Input data:
*****

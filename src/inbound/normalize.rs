//! Sender identity normalization.
//!
//! Identities look like `<user>[:<device>]@<server>`. Personal contacts use
//! `s.whatsapp.net`; internal ids (`lid`) and the legacy `c.us` form are
//! rewritten to it. Group, broadcast and newsletter ids pass through.

use crate::connection::RawInbound;

pub const PERSONAL_SERVER: &str = "s.whatsapp.net";
pub const LEGACY_PERSONAL_SERVER: &str = "c.us";
pub const GROUP_SERVER: &str = "g.us";
pub const INTERNAL_SERVER: &str = "lid";
pub const BROADCAST_SERVER: &str = "broadcast";
pub const NEWSLETTER_SERVER: &str = "newsletter";

#[derive(Debug, Clone, Copy, PartialEq, Eq)]
pub enum IdentityKind {
    /// One-to-one contact, including bare numbers.
    Personal,
    /// Internal id that hides the phone number.
    Internal,
    Group,
    /// Status updates and broadcast lists.
    Broadcast,
    Newsletter,
}

impl IdentityKind {
    pub fn is_channel(self) -> bool {
        matches!(self, Self::Broadcast | Self::Newsletter)
    }
}

pub fn classify(identity: &str) -> IdentityKind {
    let server = identity
        .trim()
        .rsplit_once('@')
        .map_or("", |(_, server)| server);
    match server {
        GROUP_SERVER => IdentityKind::Group,
        INTERNAL_SERVER => IdentityKind::Internal,
        BROADCAST_SERVER => IdentityKind::Broadcast,
        NEWSLETTER_SERVER => IdentityKind::Newsletter,
        _ => IdentityKind::Personal,
    }
}

/// A correction applied to the digits of a personal number.
pub trait NumberRule: Send + Sync {
    fn name(&self) -> &str;

    /// Return the corrected digits, or `None` when the rule does not apply.
    fn apply(&self, digits: &str) -> Option<String>;
}

/// Brazilian mobile numbers gained a leading `9` in the subscriber part.
/// Some identities still carry the old 8-digit form: `55` + 2-digit area
/// code + 8 digits starting with 6-9.
#[derive(Debug, Default, Clone, Copy)]
pub struct BrazilMobileDigitRule;

impl NumberRule for BrazilMobileDigitRule {
    fn name(&self) -> &str {
        "brazil-mobile-ninth-digit"
    }

    fn apply(&self, digits: &str) -> Option<String> {
        if digits.len() != 12 || !digits.starts_with("55") {
            return None;
        }
        let subscriber_lead = digits.as_bytes()[4];
        if !(b'6'..=b'9').contains(&subscriber_lead) {
            return None;
        }
        let mut corrected = String::with_capacity(13);
        corrected.push_str(&digits[..4]);
        corrected.push('9');
        corrected.push_str(&digits[4..]);
        Some(corrected)
    }
}

/// Produces canonical sender identities.
#[derive(Default)]
pub struct SenderNormalizer {
    rules: Vec<Box<dyn NumberRule>>,
}

impl SenderNormalizer {
    pub fn new() -> Self {
        Self::default()
    }

    #[must_use]
    pub fn with_rule(mut self, rule: Box<dyn NumberRule>) -> Self {
        self.rules.push(rule);
        self
    }

    pub fn rule_names(&self) -> Vec<&str> {
        self.rules.iter().map(|r| r.name()).collect()
    }

    /// Canonical form of a single identity or bare number.
    ///
    /// Returns `None` when a personal-looking identity has no digits.
    pub fn normalize_identifier(&self, raw: &str) -> Option<String> {
        let trimmed = raw.trim();
        if trimmed.is_empty() {
            return None;
        }

        match classify(trimmed) {
            IdentityKind::Group | IdentityKind::Broadcast | IdentityKind::Newsletter => {
                Some(trimmed.to_string())
            }
            IdentityKind::Personal | IdentityKind::Internal => {
                let digits = self.apply_rules(numeric_user_part(trimmed)?);
                Some(format!("{digits}@{PERSONAL_SERVER}"))
            }
        }
    }

    /// Pick and normalize the sender of an inbound event.
    ///
    /// Precedence: verified phone number, then group participant, then the
    /// chat identity itself. A candidate that does not normalize yields to
    /// the next one.
    pub fn resolve_sender(&self, raw: &RawInbound) -> Option<String> {
        [
            raw.sender_pn.as_deref(),
            raw.participant.as_deref(),
            Some(raw.remote_jid.as_str()),
        ]
        .into_iter()
        .flatten()
        .find_map(|candidate| self.normalize_identifier(candidate))
    }

    fn apply_rules(&self, digits: String) -> String {
        self.rules
            .iter()
            .find_map(|rule| {
                let corrected = rule.apply(&digits)?;
                tracing::debug!(rule = rule.name(), "Applied number correction");
                Some(corrected)
            })
            .unwrap_or(digits)
    }
}

/// Digits of the user part, ignoring the device suffix and any punctuation.
fn numeric_user_part(identity: &str) -> Option<String> {
    let user = identity
        .split_once('@')
        .map_or(identity, |(user, _)| user);
    let user = user.split_once(':').map_or(user, |(user, _)| user);
    let digits: String = user.chars().filter(char::is_ascii_digit).collect();
    if digits.is_empty() {
        None
    } else {
        Some(digits)
    }
}
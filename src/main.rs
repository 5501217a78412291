#![warn(clippy::all, clippy::pedantic)]
#![allow(
    clippy::doc_markdown,
    clippy::missing_errors_doc,
    clippy::too_many_lines,
    clippy::uninlined_format_args
)]

use anyhow::{bail, Result};
use clap::{Parser, Subcommand};
use std::path::PathBuf;
use tracing_subscriber::{fmt, EnvFilter};
use wa_relay::{daemon, Config, RelayError};

/// `wa-relay` - WhatsApp messages in, webhook replies out.
#[derive(Parser, Debug)]
#[command(name = "wa-relay")]
#[command(version)]
#[command(about = "Relay WhatsApp messages to a webhook and send back delayed replies.", long_about = None)]
struct Cli {
    /// Directory holding config.toml (default: $WA_RELAY_CONFIG_DIR or ~/.wa-relay)
    #[arg(long, global = true)]
    config_dir: Option<PathBuf>,

    #[command(subcommand)]
    command: Option<Commands>,
}

#[derive(Subcommand, Debug)]
enum Commands {
    /// Run the relay (default)
    Run,

    /// Upload the local credential bundle to the remote store
    Sync {
        /// Re-upload every blob, ignoring the sync index
        #[arg(long)]
        full: bool,
    },

    /// Restore the credential bundle from the remote store
    Fetch,

    /// Unlink the device and delete local and remote credentials
    Logout {
        /// Confirm the destructive operation
        #[arg(long)]
        yes: bool,
    },

    /// Inspect configuration
    Config {
        #[command(subcommand)]
        command: ConfigCommands,
    },
}

#[derive(Subcommand, Debug)]
enum ConfigCommands {
    /// Print the config JSON Schema to stdout
    Schema,
    /// Print the effective configuration path
    Path,
}

#[tokio::main]
async fn main() -> Result<()> {
    // Install default crypto provider for Rustls TLS.
    if let Err(e) = rustls::crypto::ring::default_provider().install_default() {
        eprintln!("Warning: Failed to install default crypto provider: {e:?}");
    }

    let cli = Cli::parse();

    if let Some(config_dir) = &cli.config_dir {
        if config_dir.as_os_str().is_empty() {
            bail!("--config-dir cannot be empty");
        }
    }

    // Schema output must stay clean stdout and does not need a config file.
    if let Some(Commands::Config {
        command: ConfigCommands::Schema,
    }) = &cli.command
    {
        let schema = schemars::schema_for!(Config);
        println!("{}", serde_json::to_string_pretty(&schema)?);
        return Ok(());
    }

    // Initialize logging - respects RUST_LOG env var, defaults to INFO
    let subscriber = fmt::Subscriber::builder()
        .with_writer(std::io::stderr)
        .with_env_filter(
            EnvFilter::try_from_default_env().unwrap_or_else(|_| EnvFilter::new("info")),
        )
        .finish();
    tracing::subscriber::set_global_default(subscriber)?;

    let config = match Config::load_or_init(cli.config_dir.as_deref()).await {
        Ok(config) => config,
        Err(e) => {
            if e.downcast_ref::<RelayError>().is_some_and(RelayError::is_fatal) {
                tracing::error!("{e:#}");
                eprintln!("Set the missing value in config.toml or the environment, then restart.");
            }
            return Err(e);
        }
    };

    match cli.command.unwrap_or(Commands::Run) {
        Commands::Run => daemon::run(config).await,
        Commands::Sync { full } => daemon::sync_once(&config, full).await,
        Commands::Fetch => daemon::fetch_once(&config).await,
        Commands::Logout { yes } => {
            if !yes {
                bail!("Logout deletes the linked session everywhere; rerun with --yes to confirm");
            }
            daemon::logout(&config).await
        }
        Commands::Config {
            command: ConfigCommands::Path,
        } => {
            println!("{}", config.config_path.display());
            Ok(())
        }
        Commands::Config {
            command: ConfigCommands::Schema,
        } => unreachable!("handled before config load"),
    }
}
impl Config {
    /// Load `config.toml`, writing defaults first if it does not exist.
    pub async fn load_or_init(config_dir: Option<&Path>) -> Result<Self> {
        let config_dir = resolve_config_dir(config_dir)?;
        let config_path = config_dir.join(CONFIG_FILE);

        fs::create_dir_all(&config_dir)
            .await
            .with_context(|| format!("Failed to create config directory {}", config_dir.display()))?;

        let initialized = if config_path.exists() {
            false
        } else {
            let config = Config {
                config_path: config_path.clone(),
                ..Config::default()
            };
            config.save().await?;

            // Restrict permissions on newly created config file (may contain API keys)
            #[cfg(unix)]
            {
                use std::{fs::Permissions, os::unix::fs::PermissionsExt};
                let _ = fs::set_permissions(&config_path, Permissions::from_mode(0o600)).await;
            }
            true
        };

        let contents = fs::read_to_string(&config_path)
            .await
            .context("Failed to read config file")?;
        let mut config: Config = toml::from_str(&contents).context("Failed to parse config file")?;
        config.config_path = config_path;

        config.apply_env_overrides();
        config.validate()?;
        tracing::info!(
            path = %config.config_path.display(),
            client_id = %config.client_id,
            initialized,
            "Config loaded"
        );
        Ok(config)
    }

    pub fn config_dir(&self) -> &Path {
        self.config_path.parent().unwrap_or_else(|| Path::new("."))
    }

    /// Local credential directory.
    pub fn auth_dir(&self) -> PathBuf {
        self.session
            .auth_dir
            .clone()
            .unwrap_or_else(|| self.config_dir().join("auth"))
    }

    /// Validate configuration values that would cause runtime failures.
    ///
    /// Missing remote store credentials are a [`RelayError::MissingConfig`].
    pub fn validate(&self) -> Result<()> {
        if self.client_id.trim().is_empty() {
            anyhow::bail!("client_id must not be empty");
        }
        if !crate::session::bundle::is_valid_blob_name(self.client_id.trim()) {
            anyhow::bail!("client_id must be a single path segment without leading '.'");
        }

        // Storage
        match self.storage.provider {
            StorageProvider::Supabase => {
                if is_blank(self.storage.url.as_deref()) {
                    return Err(RelayError::MissingConfig("storage.url (SUPABASE_URL)").into());
                }
                if is_blank(self.storage.api_key.as_deref()) {
                    return Err(RelayError::MissingConfig("storage.api_key (SUPABASE_KEY)").into());
                }
                if self.storage.bucket.trim().is_empty() {
                    anyhow::bail!("storage.bucket must not be empty");
                }
            }
            StorageProvider::Filesystem => {
                if self.storage.root.is_none() {
                    return Err(RelayError::MissingConfig("storage.root").into());
                }
            }
        }

        // Connection
        let is_ws = |url: &str| url.starts_with("ws://") || url.starts_with("wss://");
        if self.connection.backend == ConnectionBackend::Bridge && !is_ws(&self.connection.bridge_url) {
            anyhow::bail!("connection.bridge_url must start with ws:// or wss://");
        }
        if let Some(url) = self.connection.ws_url.as_deref() {
            if !is_ws(url) {
                anyhow::bail!("connection.ws_url must start with ws:// or wss://");
            }
        }
        if let Some(phone) = self.connection.pair_phone.as_deref() {
            if phone.is_empty() || !phone.chars().all(|c| c.is_ascii_digit()) {
                anyhow::bail!("connection.pair_phone must be digits only, country code first");
            }
        }
        if self.connection.initial_backoff_ms == 0 {
            anyhow::bail!("connection.initial_backoff_ms must be greater than 0");
        }
        if self.connection.max_backoff_ms < self.connection.initial_backoff_ms {
            anyhow::bail!("connection.max_backoff_ms must be >= connection.initial_backoff_ms");
        }
        if !self.connection.backoff_multiplier.is_finite() || self.connection.backoff_multiplier < 1.0
        {
            anyhow::bail!("connection.backoff_multiplier must be >= 1.0");
        }
        if !(0.0..=1.0).contains(&self.connection.jitter_ratio) {
            anyhow::bail!("connection.jitter_ratio must be within [0.0, 1.0]");
        }
        if self.connection.send_timeout_secs == 0 {
            anyhow::bail!("connection.send_timeout_secs must be greater than 0");
        }

        // Relay
        if self.relay.min_reply_delay_secs >= self.relay.max_reply_delay_secs {
            anyhow::bail!("relay.min_reply_delay_secs must be less than relay.max_reply_delay_secs");
        }
        if self.relay.webhook_timeout_secs == 0 {
            anyhow::bail!("relay.webhook_timeout_secs must be greater than 0");
        }
        if let Some(url) = self.relay.webhook_url.as_deref() {
            reqwest::Url::parse(url).with_context(|| format!("relay.webhook_url is invalid: {url}"))?;
        }

        // Inbound
        if self.inbound.dedup_capacity == 0 {
            anyhow::bail!("inbound.dedup_capacity must be greater than 0");
        }

        // Gateway
        if self.gateway.host.trim().is_empty() {
            anyhow::bail!("gateway.host must not be empty");
        }

        Ok(())
    }

    /// Apply environment variable overrides to config
    pub fn apply_env_overrides(&mut self) {
        if let Some(client_id) = env_first(&["WA_RELAY_CLIENT_ID", "CLIENT_ID"]) {
            self.client_id = client_id;
        }

        if let Some(url) = env_first(&["WA_RELAY_STORAGE_URL", "SUPABASE_URL"]) {
            self.storage.url = Some(url);
        }
        if let Some(key) = env_first(&["WA_RELAY_STORAGE_KEY", "SUPABASE_KEY"]) {
            self.storage.api_key = Some(key);
        }
        if let Some(bucket) = env_first(&["WA_RELAY_STORAGE_BUCKET"]) {
            self.storage.bucket = bucket;
        }
        if let Some(mode) = env_first(&["WA_RELAY_SYNC_MODE"]) {
            match mode.parse::<SyncMode>() {
                Ok(mode) => self.storage.sync_mode = mode,
                Err(e) => tracing::warn!("Ignoring WA_RELAY_SYNC_MODE: {e}"),
            }
        }

        if let Some(url) = env_first(&["WA_RELAY_WEBHOOK_URL", "WEBHOOK_URL"]) {
            self.relay.webhook_url = Some(url);
        }
        if let Some(backend) = env_first(&["WA_RELAY_CONNECTION_BACKEND"]) {
            match backend.parse::<ConnectionBackend>() {
                Ok(backend) => self.connection.backend = backend,
                Err(e) => tracing::warn!("Ignoring WA_RELAY_CONNECTION_BACKEND: {e}"),
            }
        }
        if let Some(url) = env_first(&["WA_RELAY_BRIDGE_URL"]) {
            self.connection.bridge_url = url;
        }
        if let Some(url) = env_first(&["WHATSAPP_WS_URL"]) {
            self.connection.ws_url = Some(url);
        }
        if let Some(phone) = env_first(&["WA_RELAY_PAIR_PHONE"]) {
            self.connection.pair_phone = Some(phone);
        }
        if let Some(dir) = env_first(&["WA_RELAY_AUTH_DIR"]) {
            self.session.auth_dir = Some(PathBuf::from(dir));
        }

        if let Some(port) = env_first(&["WA_RELAY_PORT", "PORT"]) {
            match port.parse::<u16>() {
                Ok(port) => self.gateway.port = port,
                Err(_) => tracing::warn!("Ignoring invalid PORT value: {port}"),
            }
        }
    }

    pub async fn save(&self) -> Result<()> {
        let toml_str = toml::to_string_pretty(self).context("Failed to serialize config")?;

        let parent_dir = self
            .config_path
            .parent()
            .context("Config path must have a parent directory")?;
        let file_name = self
            .config_path
            .file_name()
            .and_then(|v| v.to_str())
            .unwrap_or(CONFIG_FILE);

        crate::util::write_atomic(parent_dir, file_name, toml_str.as_bytes()).await?;
        Ok(())
    }
}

*****

The task: Search the entries for the string "filename" and copy each line where it occurs.

Your solution:
filename src/inbound/normalize.rs
filename src/main.rs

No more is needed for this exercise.